-------- THE INPUT --------

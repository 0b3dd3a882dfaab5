use super::{Formula, Instance, Model, Prover, ProverEnvironment, ProverOptions, Sort, Value};
use crate::error::{PdrError, Result};
use giputils::hash::GHashMap;
use log::trace;
use logicrs::{
    DagCnf, Lit, Var,
    fol::{Term, TermVec},
    satif::Satif,
};
use std::collections::BTreeMap;

#[derive(Clone, Copy, PartialEq, Eq, Debug)]
enum Status {
    Unknown,
    Sat,
    Unsat,
}

/// [`Prover`] on top of CaDiCaL.
///
/// Formula terms are bit-blasted and CNF encoded into a [`DagCnf`] whose new
/// clauses are handed to the solver after every encoding. Each scope is
/// guarded by an activation literal that is assumed while the scope is open
/// and permanently disabled when it is popped.
pub struct SatProver {
    solver: cadical::Solver,
    options: ProverOptions,
    dc: DagCnf,
    loaded: usize,
    bitblast: GHashMap<Term, TermVec>,
    encoded: GHashMap<Term, Lit>,
    bits: BTreeMap<Instance, Vec<Lit>>,
    scopes: Vec<Lit>,
    assumptions: Vec<Lit>,
    status: Status,
}

impl SatProver {
    pub fn new(options: ProverOptions) -> Self {
        let mut res = Self {
            solver: cadical::Solver::new(),
            options,
            dc: DagCnf::new(),
            loaded: 0,
            bitblast: GHashMap::new(),
            encoded: GHashMap::new(),
            bits: BTreeMap::new(),
            scopes: Vec::new(),
            assumptions: Vec::new(),
            status: Status::Unknown,
        };
        res.load();
        res
    }

    /// Hands the clauses of every variable not yet seen by the solver over.
    fn load(&mut self) {
        let max: usize = self.dc.max_var().into();
        if self.loaded > max {
            return;
        }
        self.solver.new_var_to(self.dc.max_var());
        for v in self.loaded..=max {
            for cls in self.dc[Var::new(v)].iter() {
                self.solver.add_clause(cls);
            }
        }
        self.loaded = max + 1;
    }

    #[inline]
    fn new_lit(&mut self) -> Lit {
        let l = self.dc.new_var().lit();
        self.load();
        l
    }

    fn declare(&mut self, instance: &Instance) {
        if self.bits.contains_key(instance) {
            return;
        }
        let term = instance.term();
        let bits: Vec<Lit> = term
            .bitblast(&mut self.bitblast)
            .iter()
            .map(|b| b.cnf_encode(&mut self.dc, &mut self.encoded))
            .collect();
        self.bits.insert(instance.clone(), bits);
        if let Some(domain) = instance.var.sort().domain_constraint(&term) {
            let l = self.blast(&domain);
            self.load();
            self.solver.add_clause(&[l]);
        }
    }

    #[inline]
    fn blast(&mut self, term: &Term) -> Lit {
        term.bitblast(&mut self.bitblast)
            .item()
            .cnf_encode(&mut self.dc, &mut self.encoded)
    }

    fn encode(&mut self, formula: &Formula) -> Lit {
        if let Some(l) = self.encoded.get(formula.term()) {
            return *l;
        }
        for i in formula.instances() {
            self.declare(&i);
        }
        let l = self.blast(formula.term());
        self.load();
        l
    }

    fn solve(&mut self, assumptions: Vec<Lit>) -> bool {
        let mut assump = self.scopes.clone();
        assump.extend_from_slice(&assumptions);
        self.assumptions = assumptions;
        let sat = self.solver.solve(&assump);
        self.status = if sat { Status::Sat } else { Status::Unsat };
        trace!("prover check at depth {}: {}", self.scopes.len(), if sat { "sat" } else { "unsat" });
        !sat
    }
}

impl Prover for SatProver {
    fn push(&mut self, formula: &Formula) -> Result<usize> {
        self.status = Status::Unknown;
        let l = self.encode(formula);
        let act = self.new_lit();
        self.solver.add_clause(&[!act, l]);
        self.scopes.push(act);
        Ok(self.scopes.len())
    }

    fn pop(&mut self) -> Result<()> {
        let act = self
            .scopes
            .pop()
            .ok_or_else(|| PdrError::Solver("pop on an empty assertion stack".to_string()))?;
        self.status = Status::Unknown;
        self.solver.add_clause(&[!act]);
        Ok(())
    }

    #[inline]
    fn depth(&self) -> usize {
        self.scopes.len()
    }

    fn is_unsat(&mut self) -> Result<bool> {
        Ok(self.solve(Vec::new()))
    }

    fn is_unsat_with_assumptions(&mut self, assumptions: &[Formula]) -> Result<bool> {
        self.status = Status::Unknown;
        let lits: Vec<Lit> = assumptions.iter().map(|f| self.encode(f)).collect();
        Ok(self.solve(lits))
    }

    fn unsat_assumptions(&mut self) -> Result<Vec<usize>> {
        if !self.options.generate_unsat_cores {
            return Err(PdrError::Solver(
                "unsat cores were not requested for this prover".to_string(),
            ));
        }
        if self.status != Status::Unsat {
            return Err(PdrError::Solver(
                "unsat core requested without an unsatisfiable check".to_string(),
            ));
        }
        Ok(self
            .assumptions
            .iter()
            .enumerate()
            .filter(|(_, l)| self.solver.unsat_has(**l))
            .map(|(i, _)| i)
            .collect())
    }

    fn model(&mut self) -> Result<Model> {
        if !self.options.generate_models {
            return Err(PdrError::Solver(
                "models were not requested for this prover".to_string(),
            ));
        }
        if self.status != Status::Sat {
            return Err(PdrError::Solver(
                "model requested without a satisfiable check".to_string(),
            ));
        }
        let mut model = Model::new();
        for (instance, bits) in self.bits.iter() {
            let mut raw = 0u32;
            for (k, b) in bits.iter().enumerate() {
                if self.solver.sat_value(*b).unwrap_or(false) {
                    raw |= 1 << k;
                }
            }
            let value = match instance.var.sort() {
                Sort::Bool => Value::Bool(raw == 1),
                Sort::Finite(_) => Value::Finite(raw),
            };
            model.insert(instance.clone(), value);
        }
        Ok(model)
    }
}

/// Creates a fresh [`SatProver`] per session.
#[derive(Clone, Copy, Debug, Default)]
pub struct SatProverEnvironment;

impl ProverEnvironment for SatProverEnvironment {
    fn new_prover(&self, options: ProverOptions) -> Box<dyn Prover> {
        Box::new(SatProver::new(options))
    }
}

--------

Starting at the line that contains "impl ProverEnvironment for", transcribe every line through the last line of the entries above, exactly, and nothing else.

▸ RESULT OF THIS TASK
impl ProverEnvironment for SatProverEnvironment {
    fn new_prover(&self, options: ProverOptions) -> Box<dyn Prover> {
        Box::new(SatProver::new(options))
    }
}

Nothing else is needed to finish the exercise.